They nurture children, cook meals, clean homes and attend to countless chores. Precisely because they live at close quarters with their employers, domestic workers are expected to operate efficiently, for long hours, and to be cheerful while they're at it. What then should they expect in return?
A nightmare case now before the Abu Dhabi Criminal Court illustrates the extremes of what a maid or nanny might experience. An employer stands accused after her maid died, allegedly due to complications following prolonged abuse, including burns from being scalded with hot water.
The fact that the employer is being prosecuted underscores the attention that is being paid both by authorities and by workers' charities to the issue of abuse. Most domestic workers in the UAE fare well and a growing body of regulations is attempting to give them more protections. But the potential for abuse remains inherent in the working conditions of many maids and nannies - they are isolated, utterly dependent on their employers, and often ignorant of available legal and social resources. Even verbal abuse can be very harmful in such circumstances.
So corresponding safeguards are needed; but what? Few would tolerate snooping inspectors in their homes, for example, and labour law maids are regulated by family law.
But there are relatively simple measures that deserve serious study in resolving the issue of abuse of household workers.
For example, maids could be informed - in their own languages - of hotlines to report problems; they could also be assured of the right to have their own mobile phones. Officials can reinforce their right to retain their own passports. And greater efforts can be made to prevent contract substitution.

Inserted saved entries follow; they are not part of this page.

#![allow(clippy::unwrap_used)]

use ts2c_diagnostic::ErrorCode;

use crate::test_helpers::{assert_lines_in_order, c_code, lowering_diagnostics};

#[test]
fn test_string_concatenation_builds_a_buffer() {
    let code = c_code("let a = \"x\";\nlet b = a + 1;\nconsole.log(b);");
    assert!(code.contains("= malloc(strlen(a) + STR_INT16_T_BUFLEN + 1);"), "{code}");
    assert_lines_in_order(&code, &["[0] = '\\0';", "strcat(", ", a);", "str_int16_t_cat(", ", 1);"]);
    assert!(code.contains("#include <string.h>"), "{code}");
}

#[test]
fn test_string_comparisons() {
    let code = c_code(
        "let s = \"b\";\nlet same = s == \"a\";\nlet less = s < \"c\";\nlet ten = 10 == s;\nlet big = s > 3;",
    );
    assert_lines_in_order(
        &code,
        &[
            "same = strcmp(s, \"a\") == 0;",
            "less = strcmp(s, \"c\") < 0;",
            "ten = str_int16_t_cmp(s, 10) == 0;",
            "big = atoi(s) > 3;",
        ],
    );
}

#[test]
fn test_float_modulo_and_division() {
    let code = c_code("let f = 5.5;\nlet m = f % 2;\nlet n = 7;\nlet q = n / 2;");
    assert!(code.contains("#include <math.h>"), "{code}");
    assert!(code.contains("m = fmod(f, 2);"), "{code}");
    assert!(code.contains("q = (float)n / 2;"), "{code}");
}

#[test]
fn test_typeof_is_static() {
    let code = c_code("let n = 1;\nlet t = typeof n;\nlet u = typeof \"s\";");
    assert!(code.contains("t = \"number\";"), "{code}");
    assert!(code.contains("u = \"string\";"), "{code}");
}

#[test]
fn test_else_if_chain() {
    let code = c_code(
        "let n = 3;\nlet r = 0;\nif (n > 5) {\n    r = 1;\n} else if (n > 2) {\n    r = 2;\n} else {\n    r = 3;\n}",
    );
    assert_lines_in_order(
        &code,
        &[
            "    if (n > 5) {",
            "        r = 1;",
            "    } else if (n > 2) {",
            "        r = 2;",
            "    } else {",
            "        r = 3;",
            "    }",
        ],
    );
}

#[test]
fn test_while_and_for_loops() {
    let code = c_code(
        "let i = 0;\nlet sum = 0;\nwhile (i < 10) {\n    i++;\n}\nfor (let j = 0; j < 3; j++) {\n    sum += j;\n}",
    );
    assert_lines_in_order(
        &code,
        &[
            "    while (i < 10) {",
            "        i++;",
            "    }",
            "    for (j = 0; j < 3; j++) {",
            "        sum += j;",
            "    }",
        ],
    );
}

#[test]
fn test_do_while_keeps_condition_at_the_end() {
    let code = c_code("let i = 0;\ndo {\n    i += 2;\n} while (i < 5);");
    assert_lines_in_order(&code, &["    do {", "        i += 2;", "    } while (i < 5);"]);
}

#[test]
fn test_continue_runs_an_update_moved_into_the_body() {
    let code = c_code(
        "let n = 0;\nfor (let s = \"\"; s.length < 4; s += \"a\") {\n    n++;\n    if (s.length == 1) continue;\n}\nconsole.log(n);",
    );
    assert_lines_in_order(
        &code,
        &["for (s = \"\";", "n++;", "s = tmp_string;", "continue;", "s = tmp_string;", "}"],
    );
    assert_eq!(code.matches("s = tmp_string;").count(), 2, "{code}");
}

#[test]
fn test_continue_checks_a_do_while_condition_with_statements() {
    let code = c_code(
        "let i = 0;\ndo {\n    i++;\n    if (i == 1) continue;\n} while (\"x\" + i != \"x3\");",
    );
    assert_lines_in_order(&code, &["while (1) {", "i++;", "if (!(", "continue;", "if (!("]);
    assert!(!code.contains("} while ("), "{code}");
}

#[test]
fn test_for_of_over_static_array() {
    let code = c_code("let a = [1, 2, 3];\nlet sum = 0;\nfor (const x of a) {\n    sum += x;\n}");
    assert_lines_in_order(
        &code,
        &[
            "int16_t a[3];",
            "a[0] = 1;",
            "for (x_i = 0; x_i < 3; x_i++) {",
            "        x = a[x_i];",
            "        sum += x;",
            "    }",
        ],
    );
}

#[test]
fn test_for_of_over_dynamic_array() {
    let code = c_code("let a = [];\na.push(4);\nlet sum = 0;\nfor (const x of a) {\n    sum += x;\n}");
    assert_lines_in_order(
        &code,
        &[
            "for (x_i = 0; x_i < a->size; x_i++) {",
            "        x = a->data[x_i];",
            "        sum += x;",
        ],
    );
}

#[test]
fn test_missing_arguments_are_zero_filled() {
    let code = c_code("function f(a, b) {\n    return a + b;\n}\nlet r = f(1);\nlet s = f(1, 2, 3);");
    assert!(code.contains("r = f(1, 0);"), "{code}");
    assert!(code.contains("s = f(1, 2);"), "{code}");
}

#[test]
fn test_unsupported_construct_is_reported() {
    let diagnostics = lowering_diagnostics("let n = 5;\nfor (const k in n) {\n}");
    assert!(
        diagnostics
            .iter()
            .any(|diagnostic| diagnostic.code == ErrorCode::E2004),
        "{diagnostics:?}"
    );
}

Some diplomatic missions, most notably the Philippines embassy, are already working hard on solutions to protect their nationals. This week, Sheikh Mohammed bin Rashid, Vice President and Ruler of Dubai, added even more weight by marking the anniversary of his accession by inviting everyone to honour construction workers, domestic staff and other labourers, the "unknown soldiers" who "deserve a big 'thank you' from all of us" for their role in building the country. "Their services are valued and appreciated," Sheikh Mohammed added. That's a viewpoint we can all share.